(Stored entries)
—————

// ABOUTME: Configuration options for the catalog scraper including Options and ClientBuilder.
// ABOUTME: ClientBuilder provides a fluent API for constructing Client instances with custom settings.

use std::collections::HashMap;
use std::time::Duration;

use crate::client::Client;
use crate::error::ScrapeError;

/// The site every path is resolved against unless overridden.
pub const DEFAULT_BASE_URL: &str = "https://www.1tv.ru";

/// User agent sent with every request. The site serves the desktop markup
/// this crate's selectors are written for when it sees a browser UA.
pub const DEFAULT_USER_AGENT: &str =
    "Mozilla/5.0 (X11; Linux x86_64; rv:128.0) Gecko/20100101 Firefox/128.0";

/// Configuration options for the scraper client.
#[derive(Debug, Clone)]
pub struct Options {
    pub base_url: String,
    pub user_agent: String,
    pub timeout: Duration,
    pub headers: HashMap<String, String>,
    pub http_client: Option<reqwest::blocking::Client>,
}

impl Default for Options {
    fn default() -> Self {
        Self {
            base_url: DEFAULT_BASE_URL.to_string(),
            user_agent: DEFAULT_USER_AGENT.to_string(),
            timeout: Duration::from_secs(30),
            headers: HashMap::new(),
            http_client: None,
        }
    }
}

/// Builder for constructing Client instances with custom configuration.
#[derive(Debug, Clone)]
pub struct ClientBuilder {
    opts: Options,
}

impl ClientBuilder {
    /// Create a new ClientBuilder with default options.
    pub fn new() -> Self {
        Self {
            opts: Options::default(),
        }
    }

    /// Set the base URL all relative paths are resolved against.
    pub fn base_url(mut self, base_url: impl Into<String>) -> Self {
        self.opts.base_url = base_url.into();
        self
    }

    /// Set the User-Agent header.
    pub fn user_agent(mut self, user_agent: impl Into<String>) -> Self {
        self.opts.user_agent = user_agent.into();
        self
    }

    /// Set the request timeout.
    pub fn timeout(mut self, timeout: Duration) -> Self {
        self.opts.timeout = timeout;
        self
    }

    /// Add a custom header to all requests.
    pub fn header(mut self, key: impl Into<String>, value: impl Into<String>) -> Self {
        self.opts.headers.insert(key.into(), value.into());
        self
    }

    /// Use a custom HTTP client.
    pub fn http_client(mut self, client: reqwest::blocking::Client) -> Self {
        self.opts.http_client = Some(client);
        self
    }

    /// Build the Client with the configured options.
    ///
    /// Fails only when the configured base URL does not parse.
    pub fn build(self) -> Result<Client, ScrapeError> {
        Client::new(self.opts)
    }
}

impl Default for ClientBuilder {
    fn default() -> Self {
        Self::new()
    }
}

—————

**Problem statement**
What you should produce is an exact retyping of every line above.

**Result of this task**
// ABOUTME: Configuration options for the catalog scraper including Options and ClientBuilder.
// ABOUTME: ClientBuilder provides a fluent API for constructing Client instances with custom settings.

use std::collections::HashMap;
use std::time::Duration;

use crate::client::Client;
use crate::error::ScrapeError;

/// The site every path is resolved against unless overridden.
pub const DEFAULT_BASE_URL: &str = "https://www.1tv.ru";

/// User agent sent with every request. The site serves the desktop markup
/// this crate's selectors are written for when it sees a browser UA.
pub const DEFAULT_USER_AGENT: &str =
    "Mozilla/5.0 (X11; Linux x86_64; rv:128.0) Gecko/20100101 Firefox/128.0";

/// Configuration options for the scraper client.
#[derive(Debug, Clone)]
pub struct Options {
    pub base_url: String,
    pub user_agent: String,
    pub timeout: Duration,
    pub headers: HashMap<String, String>,
    pub http_client: Option<reqwest::blocking::Client>,
}

impl Default for Options {
    fn default() -> Self {
        Self {
            base_url: DEFAULT_BASE_URL.to_string(),
            user_agent: DEFAULT_USER_AGENT.to_string(),
            timeout: Duration::from_secs(30),
            headers: HashMap::new(),
            http_client: None,
        }
    }
}

/// Builder for constructing Client instances with custom configuration.
#[derive(Debug, Clone)]
pub struct ClientBuilder {
    opts: Options,
}

impl ClientBuilder {
    /// Create a new ClientBuilder with default options.
    pub fn new() -> Self {
        Self {
            opts: Options::default(),
        }
    }

    /// Set the base URL all relative paths are resolved against.
    pub fn base_url(mut self, base_url: impl Into<String>) -> Self {
        self.opts.base_url = base_url.into();
        self
    }

    /// Set the User-Agent header.
    pub fn user_agent(mut self, user_agent: impl Into<String>) -> Self {
        self.opts.user_agent = user_agent.into();
        self
    }

    /// Set the request timeout.
    pub fn timeout(mut self, timeout: Duration) -> Self {
        self.opts.timeout = timeout;
        self
    }

    /// Add a custom header to all requests.
    pub fn header(mut self, key: impl Into<String>, value: impl Into<String>) -> Self {
        self.opts.headers.insert(key.into(), value.into());
        self
    }

    /// Use a custom HTTP client.
    pub fn http_client(mut self, client: reqwest::blocking::Client) -> Self {
        self.opts.http_client = Some(client);
        self
    }

    /// Build the Client with the configured options.
    ///
    /// Fails only when the configured base URL does not parse.
    pub fn build(self) -> Result<Client, ScrapeError> {
        Client::new(self.opts)
    }
}

impl Default for ClientBuilder {
    fn default() -> Self {
        Self::new()
    }
}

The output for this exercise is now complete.